IF 1.9 4区 医学 Q3 PHARMACOLOGY & PHARMACY Pub Date : 2024-01-01 Epub Date: 2024-07-29 DOI: 10.1080/14622416.2024.2375190
Dewa A S Handani, Adam Hermawan, Zullies Ikawati

Background: Hypertension is a prevalent health concern in Indonesia, with a high percentage of patients unresponsive to ACE inhibitor treatment. Methods: This multicenter case-control study investigated the correlation between ACE I/D and captopril effectiveness in Indonesian hypertensive patients. Hypertensive patients were divided into control (n = 69) and case (n = 73) groups. ACE I/D was identified using PCR and electrophoresis.Results: No significant differences in genotype frequencies or allele distribution were observed. The difference of blood pressure reduction among the three genotypes also lacked statistical significance.Conclusion:  ACE I/D is not significantly associated with blood pressure reduction following captopril therapy in Indonesian hypertensive patients. These results underscore the limited predictive utility of ACE I/D in managing hypertension with captopril.
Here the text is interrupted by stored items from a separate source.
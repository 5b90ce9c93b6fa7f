//! Deferred factory handle tests

use grappelli_di::{
	Arguments, BoundFunction, Dependency, DependencyMap, DiError, FactoryHandle, ObjectGraph,
	ScopeTag, Spec, to_object,
};
use rstest::*;
use std::sync::Arc;
use std::sync::atomic::{AtomicUsize, Ordering};

#[rstest]
fn factory_handle_resolves_lazily_on_each_call() {
	// Arrange
	let graph = ObjectGraph::new();
	let counter = Arc::new(AtomicUsize::new(0));
	let seen = Arc::clone(&counter);
	graph
		.register_factory(Spec::name("ticket"), DependencyMap::new(), None, move |_args| {
			Ok(to_object(seen.fetch_add(1, Ordering::SeqCst) + 1))
		})
		.unwrap();
	graph
		.register_factory(
			Spec::name("dispenser"),
			DependencyMap::new().with_position(Dependency::factory(Spec::name("ticket"))),
			None,
			|args| Ok(Arc::clone(args.get(0).unwrap())),
		)
		.unwrap();

	// Act
	let dispenser = graph
		.get_as::<FactoryHandle>(&Spec::name("dispenser"))
		.unwrap();
	assert_eq!(counter.load(Ordering::SeqCst), 0);
	let tickets: Vec<usize> = (0..3)
		.map(|_| *dispenser.call_as::<usize>().unwrap())
		.collect();

	// Assert: unscoped target, fresh instance each call.
	assert_eq!(tickets, vec![1, 2, 3]);
}

#[rstest]
fn factory_handle_honors_the_target_scope() {
	// Arrange
	let graph = ObjectGraph::new();
	let counter = Arc::new(AtomicUsize::new(0));
	let seen = Arc::clone(&counter);
	graph
		.register_factory(
			Spec::name("ticket"),
			DependencyMap::new(),
			Some(&ScopeTag::SINGLETON),
			move |_args| Ok(to_object(seen.fetch_add(1, Ordering::SeqCst) + 1)),
		)
		.unwrap();
	graph
		.register_factory(
			Spec::name("dispenser"),
			DependencyMap::new().with_position(Dependency::factory(Spec::name("ticket"))),
			None,
			|args| Ok(Arc::clone(args.get(0).unwrap())),
		)
		.unwrap();

	// Act
	let dispenser = graph
		.get_as::<FactoryHandle>(&Spec::name("dispenser"))
		.unwrap();
	let tickets: Vec<usize> = (0..3)
		.map(|_| *dispenser.call_as::<usize>().unwrap())
		.collect();

	// Assert: every call hits the singleton cache.
	assert_eq!(tickets, vec![1, 1, 1]);
}

#[rstest]
fn factory_handle_forwards_call_arguments_as_overrides() {
	// Arrange
	let graph = ObjectGraph::new();
	graph.register_instance(Spec::name("base"), 1i32);
	graph
		.register_factory(
			Spec::name("value"),
			DependencyMap::new().with_position(Spec::name("base")),
			None,
			|args| Ok(to_object(*args.positional_as::<i32>(0)?)),
		)
		.unwrap();
	graph
		.register_factory(
			Spec::name("maker"),
			DependencyMap::new().with_position(Dependency::factory(Spec::name("value"))),
			None,
			|args| Ok(Arc::clone(args.get(0).unwrap())),
		)
		.unwrap();
	let maker = graph.get_as::<FactoryHandle>(&Spec::name("maker")).unwrap();

	// Act
	let injected = maker.call0().unwrap();
	let overridden = maker
		.call(Arguments::new().with_positional(to_object(7i32)))
		.unwrap();

	// Assert
	assert_eq!(*injected.downcast::<i32>().unwrap(), 1);
	assert_eq!(*overridden.downcast::<i32>().unwrap(), 7);
}

#[rstest]
fn factory_handle_fails_once_the_graph_is_released() {
	// Arrange
	let graph = ObjectGraph::new();
	graph.register_instance(Spec::name("value"), 1i32);
	graph
		.register_factory(
			Spec::name("maker"),
			DependencyMap::new().with_position(Dependency::factory(Spec::name("value"))),
			None,
			|args| Ok(Arc::clone(args.get(0).unwrap())),
		)
		.unwrap();
	let maker = graph.get_as::<FactoryHandle>(&Spec::name("maker")).unwrap();
	assert!(maker.call0().is_ok());

	// Act
	drop(graph);
	let err = maker.call0().unwrap_err();

	// Assert
	assert!(matches!(err, DiError::GraphReleased(spec) if spec == Spec::name("value")));
}

#[rstest]
fn function_provider_yields_a_bound_function() {
	// Arrange
	let graph = ObjectGraph::new();
	graph.register_instance(Spec::name("greeting"), "hello");
	graph
		.register_function(
			Spec::name("greet"),
			DependencyMap::new().with_position(Spec::name("greeting")),
			None,
			|args| {
				let greeting = *args.positional_as::<&str>(0)?;
				let name = *args.positional_as::<&str>(1)?;
				Ok(to_object(format!("{greeting}, {name}")))
			},
		)
		.unwrap();

	// Act
	let greet = graph
		.get_as::<BoundFunction>(&Spec::name("greet"))
		.unwrap();
	assert_eq!(greet.injected().positional().len(), 1);
	let message = greet
		.call(
			Arguments::new()
				.with_positional(to_object("hi"))
				.with_positional(to_object("grappelli")),
		)
		.unwrap();

	// Assert: call slot 0 replaced the injected greeting, slot 1 extended.
	assert_eq!(*message.downcast::<String>().unwrap(), "hi, grappelli");
}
背景:高血压是印尼普遍存在的健康问题,其中对 ACE 抑制剂治疗无效的患者比例很高。研究方法这项多中心病例对照研究调查了印尼高血压患者 ACE I/D 与卡托普利疗效之间的相关性。高血压患者被分为对照组(69 人)和病例组(73 人)。采用 PCR 和电泳技术鉴定 ACE I/D。结果显示基因型频率和等位基因分布无明显差异。三种基因型在降低血压方面的差异也缺乏统计学意义。结论:ACE I/D印尼高血压患者接受卡托普利治疗后,ACE I/D 与血压下降无明显关系。这些结果凸显了 ACE I/D 对使用卡托普利治疗高血压的预测作用有限。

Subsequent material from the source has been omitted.